Domestic issues arise again when McCormick discusses the United States’ “high tide for…hegemony.” In the light of threats to American hegemony in the Latin American sphere by way of insurgency, the United States did not want to risk losing ground in Asia as the threat of communist insurgency became clear in Vietnam. McCormick discusses the 1964 presidential campaign, in which Johnson assured voters that American troops would not be sent to fight in Asia, while the government was, in fact, “selecting its future bombing targets in North Vietnam before Americans went to the polls in the fall” (Ibid, 152). In the United States efforts to ensure hegemony during the Cold War and retain its status as a power superior to the Soviet Union, foreign policy must address the danger of allowing peripheral nations to be lost to communism. Economic strength is necessary for hegemony, after all, and communism posed a threat to the ability of the United States to derive economic strength through its use of peripheral nations as bases for trade and suppliers of resources. The fear of a domino effect in Indochina and the hopes of nurturing Japanese economic recovery and the potential return of China to the capitalist world system all served as reasons for the United States to struggle against communism in Vietnam (Ibid, 111). This struggle, however, proved to undermine United States’ hegemony rather than ensure it.

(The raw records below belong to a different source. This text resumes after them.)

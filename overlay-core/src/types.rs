//! Domain types for overlay documents.
//!
//! Entry fields are borrowed straight out of the document text; nothing here
//! owns or re-encodes field content.

use std::borrow::Borrow;
use std::fmt;

use serde::{Deserialize, Serialize};

// ---------------------------------------------------------------------------
// Newtypes
// ---------------------------------------------------------------------------

/// A strongly-typed entry key (the stable identifier of an Entry).
#[derive(Debug, Clone, PartialEq, Eq, Hash, PartialOrd, Ord, Serialize, Deserialize)]
pub struct EntryKey(pub String);

impl fmt::Display for EntryKey {
    fn fmt(&self, f: &mut fmt::Formatter<'_>) -> fmt::Result {
        self.0.fmt(f)
    }
}

impl From<String> for EntryKey {
    fn from(s: String) -> Self {
        Self(s)
    }
}

impl From<&str> for EntryKey {
    fn from(s: &str) -> Self {
        Self(s.to_owned())
    }
}

impl PartialEq<&str> for EntryKey {
    fn eq(&self, other: &&str) -> bool {
        self.0 == *other
    }
}

impl Borrow<str> for EntryKey {
    fn borrow(&self) -> &str {
        &self.0
    }
}

// ---------------------------------------------------------------------------
// Fields and tag names
// ---------------------------------------------------------------------------

/// The fields an Entry may carry, in serialization order.
#[derive(Debug, Clone, Copy, PartialEq, Eq, Hash)]
pub enum Field {
    Key,
    SourceText,
    Baseline,
    Correction,
}

impl Field {
    /// Every field, in the order blocks are written.
    pub const ALL: [Field; 4] = [
        Field::Key,
        Field::SourceText,
        Field::Baseline,
        Field::Correction,
    ];
}

impl fmt::Display for Field {
    fn fmt(&self, f: &mut fmt::Formatter<'_>) -> fmt::Result {
        match self {
            Field::Key => write!(f, "key"),
            Field::SourceText => write!(f, "source_text"),
            Field::Baseline => write!(f, "baseline_translation"),
            Field::Correction => write!(f, "correction"),
        }
    }
}

/// Literal tag names used by a document family.
///
/// Defaults match the Japanese localization layout: `zType` keys, `en-US`
/// source text, `ja` baseline and `fixja` corrections.
#[derive(Debug, Clone, PartialEq, Eq, Serialize, Deserialize)]
#[serde(default)]
pub struct TagSchema {
    pub entry: String,
    pub key: String,
    pub source_text: String,
    pub baseline: String,
    pub correction: String,
}

impl Default for TagSchema {
    fn default() -> Self {
        Self {
            entry: "Entry".to_string(),
            key: "zType".to_string(),
            source_text: "en-US".to_string(),
            baseline: "ja".to_string(),
            correction: "fixja".to_string(),
        }
    }
}

impl TagSchema {
    /// Tag name for `field`.
    pub fn tag(&self, field: Field) -> &str {
        match field {
            Field::Key => &self.key,
            Field::SourceText => &self.source_text,
            Field::Baseline => &self.baseline,
            Field::Correction => &self.correction,
        }
    }
}

// ---------------------------------------------------------------------------
// Entry
// ---------------------------------------------------------------------------

/// Field values of a single Entry record.
///
/// Values are opaque spans of the original text; nested markup inside them is
/// never interpreted.
#[derive(Debug, Clone, Copy, PartialEq, Eq, Default)]
pub struct EntryFields<'a> {
    pub key: &'a str,
    pub source_text: Option<&'a str>,
    pub baseline: Option<&'a str>,
    pub correction: Option<&'a str>,
}

impl<'a> EntryFields<'a> {
    /// Value for `field`, if present.
    pub fn get(&self, field: Field) -> Option<&'a str> {
        match field {
            Field::Key => Some(self.key),
            Field::SourceText => self.source_text,
            Field::Baseline => self.baseline,
            Field::Correction => self.correction,
        }
    }

    /// The same entry with `correction` seeded from the baseline (empty when
    /// the baseline is absent).
    pub fn seeded(self) -> Self {
        Self {
            correction: Some(self.baseline.unwrap_or("")),
            ..self
        }
    }

    /// The same entry without a `correction` field.
    pub fn without_correction(self) -> Self {
        Self {
            correction: None,
            ..self
        }
    }

    /// `true` when both baseline and correction exist and differ after
    /// trimming surrounding whitespace.
    pub fn has_pending_correction(&self) -> bool {
        match (self.baseline, self.correction) {
            (Some(baseline), Some(correction)) => baseline.trim() != correction.trim(),
            _ => false,
        }
    }
}

// ---------------------------------------------------------------------------
// Tests
// ---------------------------------------------------------------------------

Going to the Source by Brown and Shannon includes a chapter that provides a collection of letters that Jeff Rogers, the son of President Nixon’s Secretary of State, William Rogers, wrote home during his service in Vietnam. These letters demonstrate the complexities of Americans’ reactions to the war in Vietnam and the United States’ role in the world. Shortly after his arrival in Vietnam, Rogers wrote to his parents that he felt “good about doing something relatively positive in this war” (Victoria Brown and Timothy Shannon, Going to the Source, Volume Two, 258). In February 1969, he wrote about Nixon’s positive attributes as president and even mentions that “self-proclaimed ‘liberals'” share in his support (Ibid, 262). By the following month, though, he expressed disillusion with the fact that “we see or sense no progress towards any goal” (Ibid, 263). He pointed out his frustration with the idea that US news sources “exaggerate an d underplay events” (Ibid, 263). “So if intelligence reports and press reports have such little relation to what really is happening, who does one believe” (Ibid, 263). These letters illustrate the role that the war in Vietnam played in the lives of Americans by causing common citizens—and even the children of high-ranking government officials—to question the role of the United States in the world and consequently their faith in their own government.

Rainbow at Midnight discusses the struggle of the working class in America in the 1940s, struggles that were significantly shaped by the role of the United States in the world. America’s Half-Century discusses United States’ foreign policy since World War II, but domestic issues consistently affect America’s role in the world. And Jeff Rogers’s letters in Going to the Source illustrate the role that America’s place in the world plays in the lives of citizens. In light of these demonstrations of intermingling world and US history, I strongly suggest that we call our history course “The United States in the World, 1940-2005.”